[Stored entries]

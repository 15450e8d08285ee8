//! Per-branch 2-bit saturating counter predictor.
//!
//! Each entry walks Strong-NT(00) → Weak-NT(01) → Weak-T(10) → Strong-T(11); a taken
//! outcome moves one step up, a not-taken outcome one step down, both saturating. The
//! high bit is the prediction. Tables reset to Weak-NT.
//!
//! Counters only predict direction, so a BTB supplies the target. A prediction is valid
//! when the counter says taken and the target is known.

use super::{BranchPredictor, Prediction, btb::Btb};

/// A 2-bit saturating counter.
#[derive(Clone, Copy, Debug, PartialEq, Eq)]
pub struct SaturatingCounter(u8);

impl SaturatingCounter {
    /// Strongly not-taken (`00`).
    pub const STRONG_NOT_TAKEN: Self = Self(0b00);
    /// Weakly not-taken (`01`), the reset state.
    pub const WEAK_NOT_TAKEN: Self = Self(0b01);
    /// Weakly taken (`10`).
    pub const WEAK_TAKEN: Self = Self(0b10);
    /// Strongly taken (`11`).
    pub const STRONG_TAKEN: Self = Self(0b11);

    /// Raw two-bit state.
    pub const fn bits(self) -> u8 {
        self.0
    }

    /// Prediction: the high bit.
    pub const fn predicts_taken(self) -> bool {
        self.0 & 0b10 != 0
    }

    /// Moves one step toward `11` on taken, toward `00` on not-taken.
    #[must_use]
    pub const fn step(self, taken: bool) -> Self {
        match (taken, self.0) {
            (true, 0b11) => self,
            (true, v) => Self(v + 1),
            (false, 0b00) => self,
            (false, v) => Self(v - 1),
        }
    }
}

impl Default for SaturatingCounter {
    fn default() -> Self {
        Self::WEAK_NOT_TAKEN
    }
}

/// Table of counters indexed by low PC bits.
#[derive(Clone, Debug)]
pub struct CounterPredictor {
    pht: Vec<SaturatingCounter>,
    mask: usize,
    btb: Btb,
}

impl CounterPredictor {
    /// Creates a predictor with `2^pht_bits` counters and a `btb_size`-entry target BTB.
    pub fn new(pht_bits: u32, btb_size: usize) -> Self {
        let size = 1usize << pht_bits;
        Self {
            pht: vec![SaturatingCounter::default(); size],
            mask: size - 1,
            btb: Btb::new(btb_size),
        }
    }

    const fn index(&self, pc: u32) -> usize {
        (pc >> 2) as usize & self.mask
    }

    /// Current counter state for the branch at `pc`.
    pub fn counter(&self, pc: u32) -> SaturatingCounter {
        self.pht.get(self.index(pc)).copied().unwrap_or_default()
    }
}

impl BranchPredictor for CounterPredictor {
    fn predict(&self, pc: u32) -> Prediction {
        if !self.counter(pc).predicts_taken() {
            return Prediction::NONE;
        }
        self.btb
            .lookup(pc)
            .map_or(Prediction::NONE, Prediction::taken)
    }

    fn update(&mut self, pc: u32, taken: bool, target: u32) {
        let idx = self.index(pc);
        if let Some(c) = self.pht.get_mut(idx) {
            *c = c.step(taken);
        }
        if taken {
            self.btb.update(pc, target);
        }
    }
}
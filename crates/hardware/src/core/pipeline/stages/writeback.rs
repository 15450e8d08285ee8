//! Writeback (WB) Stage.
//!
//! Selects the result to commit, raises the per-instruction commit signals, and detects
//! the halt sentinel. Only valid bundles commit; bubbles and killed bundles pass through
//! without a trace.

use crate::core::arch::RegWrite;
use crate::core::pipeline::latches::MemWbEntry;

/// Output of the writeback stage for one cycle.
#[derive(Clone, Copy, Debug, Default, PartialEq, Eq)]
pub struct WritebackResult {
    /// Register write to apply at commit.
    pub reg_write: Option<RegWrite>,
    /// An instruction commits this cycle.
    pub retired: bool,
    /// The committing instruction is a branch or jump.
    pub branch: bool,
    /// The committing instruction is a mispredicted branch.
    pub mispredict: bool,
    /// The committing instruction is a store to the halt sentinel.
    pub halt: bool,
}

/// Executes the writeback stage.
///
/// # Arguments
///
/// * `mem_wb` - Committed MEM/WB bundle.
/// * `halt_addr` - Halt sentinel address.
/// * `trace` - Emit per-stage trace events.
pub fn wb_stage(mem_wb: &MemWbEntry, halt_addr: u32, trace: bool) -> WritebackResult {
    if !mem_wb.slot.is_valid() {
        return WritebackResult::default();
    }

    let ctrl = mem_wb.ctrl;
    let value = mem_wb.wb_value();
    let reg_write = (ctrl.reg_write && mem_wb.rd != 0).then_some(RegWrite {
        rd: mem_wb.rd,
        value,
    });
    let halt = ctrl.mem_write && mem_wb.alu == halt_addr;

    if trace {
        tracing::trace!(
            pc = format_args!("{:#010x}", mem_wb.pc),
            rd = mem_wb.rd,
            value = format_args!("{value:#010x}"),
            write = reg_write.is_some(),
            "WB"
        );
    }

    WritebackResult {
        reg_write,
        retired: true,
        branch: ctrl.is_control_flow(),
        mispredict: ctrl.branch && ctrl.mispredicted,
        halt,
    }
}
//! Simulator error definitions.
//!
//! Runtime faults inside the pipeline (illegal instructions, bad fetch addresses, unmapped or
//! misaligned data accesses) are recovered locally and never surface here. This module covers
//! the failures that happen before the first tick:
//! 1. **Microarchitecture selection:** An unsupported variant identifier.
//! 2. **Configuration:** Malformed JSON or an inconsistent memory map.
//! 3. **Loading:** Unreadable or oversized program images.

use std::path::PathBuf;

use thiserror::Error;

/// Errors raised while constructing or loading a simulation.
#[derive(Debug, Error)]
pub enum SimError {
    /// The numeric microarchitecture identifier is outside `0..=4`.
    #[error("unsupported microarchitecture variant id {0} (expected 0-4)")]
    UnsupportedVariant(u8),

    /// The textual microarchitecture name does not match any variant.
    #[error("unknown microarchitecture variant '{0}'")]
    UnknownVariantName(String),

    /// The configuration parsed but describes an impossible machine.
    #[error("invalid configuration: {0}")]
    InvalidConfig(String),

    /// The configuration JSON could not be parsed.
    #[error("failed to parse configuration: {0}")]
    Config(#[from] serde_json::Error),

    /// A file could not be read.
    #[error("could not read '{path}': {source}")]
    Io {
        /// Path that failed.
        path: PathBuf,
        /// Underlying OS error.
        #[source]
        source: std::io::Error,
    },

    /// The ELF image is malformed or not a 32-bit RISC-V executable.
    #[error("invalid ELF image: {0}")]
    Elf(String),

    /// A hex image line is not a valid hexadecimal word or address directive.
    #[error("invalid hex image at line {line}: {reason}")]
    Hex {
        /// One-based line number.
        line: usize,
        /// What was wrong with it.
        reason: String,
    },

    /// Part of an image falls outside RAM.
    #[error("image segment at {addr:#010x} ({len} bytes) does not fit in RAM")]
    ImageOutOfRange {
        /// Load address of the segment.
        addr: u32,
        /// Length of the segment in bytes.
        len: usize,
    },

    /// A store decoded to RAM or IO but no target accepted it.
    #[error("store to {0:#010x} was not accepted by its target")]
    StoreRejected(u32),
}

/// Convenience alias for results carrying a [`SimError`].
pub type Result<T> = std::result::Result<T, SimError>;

Assignment — Using the records above, filter out every line that lacks the string "failed" and copy the rest.

Solution below —
    #[error("failed to parse configuration: {0}")]
        /// Path that failed.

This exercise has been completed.